Previously Fair Train have claimed that only ‘voluntary’ workfare placements will be eligible to receive their Quality Standard. Yet most Work Experience schemes are far from voluntary with claimants at risk of being sent on mandatory workfare should they refuse a placement.
This vague idea of what is and is not consensual is echoed in Fair Train’s Employer’s Guidance which merely states that employers should “regard work experience as a voluntary activity to be undertaken willingly by young people or adults seeking to improve their skills in the work place.”
Whether the claimant regards the placement as voluntary does not seem to be considered. This will no doubt mean even those using officially mandatory workfare schemes, such as the Salvation Army and YMCA, will be able to decide that it’s not really mandatory and wear the workfare badge of shame with pride.

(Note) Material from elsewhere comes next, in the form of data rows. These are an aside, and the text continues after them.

//! Filesystem-backed reference store.
//!
//! Each branch is a file at `<root>/refs/heads/<name>` containing the hex
//! commit id and a trailing newline. Updates are written to a temporary file
//! in the same directory and renamed over the old ref.

use std::fs;
use std::io::{self, Write};
use std::path::{Path, PathBuf};

use ovl_types::ObjectId;
use tempfile::NamedTempFile;
use tracing::debug;
use walkdir::WalkDir;

use crate::error::{RefError, Result};
use crate::names::validate_branch_name;
use crate::traits::RefStore;
use crate::types::{Ref, HEADS_PREFIX};

/// On-disk implementation of [`RefStore`].
#[derive(Debug)]
pub struct FsRefStore {
    root: PathBuf,
}

impl FsRefStore {
    /// Open a ref store rooted at a repository directory, creating
    /// `refs/heads/` if needed.
    pub fn open(root: &Path) -> Result<Self> {
        fs::create_dir_all(root.join(HEADS_PREFIX))?;
        Ok(Self {
            root: root.to_path_buf(),
        })
    }

    fn ref_path(&self, name: &str) -> PathBuf {
        self.root.join(name)
    }

    fn branch_of(name: &str) -> Result<&str> {
        let branch = name.strip_prefix(HEADS_PREFIX).ok_or_else(|| RefError::NotFound {
            name: name.to_string(),
        })?;
        validate_branch_name(branch)?;
        Ok(branch)
    }
}

impl RefStore for FsRefStore {
    fn read_ref(&self, name: &str) -> Result<Option<Ref>> {
        let branch = match Self::branch_of(name) {
            Ok(branch) => branch,
            Err(RefError::NotFound { .. }) | Err(RefError::InvalidBranchName { .. }) => {
                return Ok(None)
            }
            Err(e) => return Err(e),
        };
        let path = self.ref_path(name);
        // A directory here means `name` is a prefix of other branches, not a
        // branch itself.
        if path.is_dir() {
            return Ok(None);
        }
        let contents = match fs::read_to_string(&path) {
            Ok(contents) => contents,
            Err(e) if e.kind() == io::ErrorKind::NotFound => return Ok(None),
            Err(e) => return Err(e.into()),
        };
        let target: ObjectId = contents.parse().map_err(|e| RefError::Corrupt {
            name: name.to_string(),
            reason: format!("{e}"),
        })?;
        Ok(Some(Ref::branch(branch, target)))
    }

    fn write_ref(&self, name: &str, reference: &Ref) -> Result<()> {
        Self::branch_of(name)?;
        validate_branch_name(&reference.name)?;

        let path = self.ref_path(name);
        let dir = path
            .parent()
            .ok_or_else(|| RefError::Io(io::Error::other("ref path has no parent")))?;
        fs::create_dir_all(dir)?;

        let mut tmp = NamedTempFile::new_in(dir)?;
        writeln!(tmp, "{}", reference.target)?;
        tmp.as_file().sync_all()?;
        tmp.persist(&path).map_err(|e| RefError::Io(e.error))?;

        debug!(name, target = %reference.target.short_hex(), "ref updated");
        Ok(())
    }

    fn list_refs(&self, prefix: &str) -> Result<Vec<(String, Ref)>> {
        let refs_dir = self.root.join("refs");
        let mut result = Vec::new();
        for entry in WalkDir::new(&refs_dir).sort_by_file_name() {
            let entry = entry.map_err(|e| RefError::Io(e.into()))?;
            if !entry.file_type().is_file() {
                continue;
            }
            let Ok(rel) = entry.path().strip_prefix(&self.root) else {
                continue;
            };
            let Some(name) = rel.to_str().map(|s| s.replace('\\', "/")) else {
                continue;
            };
            // Leftover temp files from an interrupted write are not refs.
            if !name.starts_with(prefix) || Self::branch_of(&name).is_err() {
                continue;
            }
            if let Some(reference) = self.read_ref(&name)? {
                result.push((name, reference));
            }
        }
        result.sort_by(|(a, _), (b, _)| a.cmp(b));
        Ok(result)
    }
}

#[cfg(test)]
mod tests {
    use super::*;

    #[test]
    fn write_then_read_branch() {
        let dir = tempfile::tempdir().unwrap();
        let store = FsRefStore::open(dir.path()).unwrap();
        let target = ObjectId::from_bytes(b"commit");
        store
            .write_ref("refs/heads/isolated_changes", &Ref::branch("isolated_changes", target))
            .unwrap();

        let on_disk = fs::read_to_string(dir.path().join("refs/heads/isolated_changes")).unwrap();
        assert_eq!(on_disk, format!("{target}\n"));

        let read = store.read_ref("refs/heads/isolated_changes").unwrap().unwrap();
        assert_eq!(read.target, target);
        assert_eq!(read.name, "isolated_changes");
    }

    #[test]
    fn missing_ref_is_none() {
        let dir = tempfile::tempdir().unwrap();
        let store = FsRefStore::open(dir.path()).unwrap();
        assert!(store.read_ref("refs/heads/nope").unwrap().is_none());
        assert!(store.read_ref("not/a/ref").unwrap().is_none());
    }

    #[test]
    fn nested_branch_prefix_is_not_a_branch() {
        let dir = tempfile::tempdir().unwrap();
        let store = FsRefStore::open(dir.path()).unwrap();
        store
            .write_ref("refs/heads/torizon/custom", &Ref::branch("torizon/custom", ObjectId::from_bytes(b"c")))
            .unwrap();
        assert!(store.read_ref("refs/heads/torizon").unwrap().is_none());
    }

    #[test]
    fn corrupt_ref_file_is_reported() {
        let dir = tempfile::tempdir().unwrap();
        let store = FsRefStore::open(dir.path()).unwrap();
        fs::write(dir.path().join("refs/heads/broken"), "not a hash\n").unwrap();
        assert!(matches!(
            store.read_ref("refs/heads/broken"),
            Err(RefError::Corrupt { .. })
        ));
    }

    #[test]
    fn rejects_names_outside_heads() {
        let dir = tempfile::tempdir().unwrap();
        let store = FsRefStore::open(dir.path()).unwrap();
        let r = Ref::branch("main", ObjectId::from_bytes(b"c"));
        assert!(store.write_ref("config", &r).is_err());
        assert!(!dir.path().join("config").exists());
    }

    #[test]
    fn list_refs_walks_nested_branches() {
        let dir = tempfile::tempdir().unwrap();
        let store = FsRefStore::open(dir.path()).unwrap();
        for name in ["base", "torizon/custom", "isolated_changes"] {
            store
                .write_ref(&format!("refs/heads/{name}"), &Ref::branch(name, ObjectId::from_bytes(name.as_bytes())))
                .unwrap();
        }
        let names: Vec<String> = store.branches().unwrap().into_iter().map(|(n, _)| n).collect();
        assert_eq!(
            names,
            vec![
                "refs/heads/base",
                "refs/heads/isolated_changes",
                "refs/heads/torizon/custom"
            ]
        );
    }
}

According to Fair Train, the guidelines for their workfare quality standard were developed with help from a range of organisations including the TUC and the mental health charity MIND. Elsewhere Fair Train claim explicitly that the TUC support this initiative in a document (doc file) uncovered by the ever vigilant @boycottworkfare. Some misty-eyed trade unionists may remember a time when the unions fought for better wages. Now it seems that some union big wigs are happy to settle for no wages for young people starting out in their working life or older workers who become unemployed.
So confident are Fair Trade that their TUC backed attempt at rebranding workfare will be successful they are even planning a ‘Week of Work Experience’ later in the month. This celebration of unpaid labour will be used to encourage more companies and charities to prop up the Government’s disintegrating workfare schemes by taking on staff they don’t have to pay for.
With George Osborne’s recently announced plans to send hundreds of thousands of unemployed people on full time workfare, the DWP are going to need a lot of placements. Luckily this quality standard will help us find out who they are and could prove the perfect way to track down your local workfare exploiters and name and shame them.
The Week of Workfare, which sees the TUC lining up alongside Boris Johnson to support unpaid work begins next Monday 14th October. Fair Train will be tweeting from @WorkExpWeek using the hashtag
#WEWeek2013. Fair Train are on facebook at: https://www.facebook.com/fairtrain
It is vital this attempt at rebranding workfare does not succeed, so spread the word.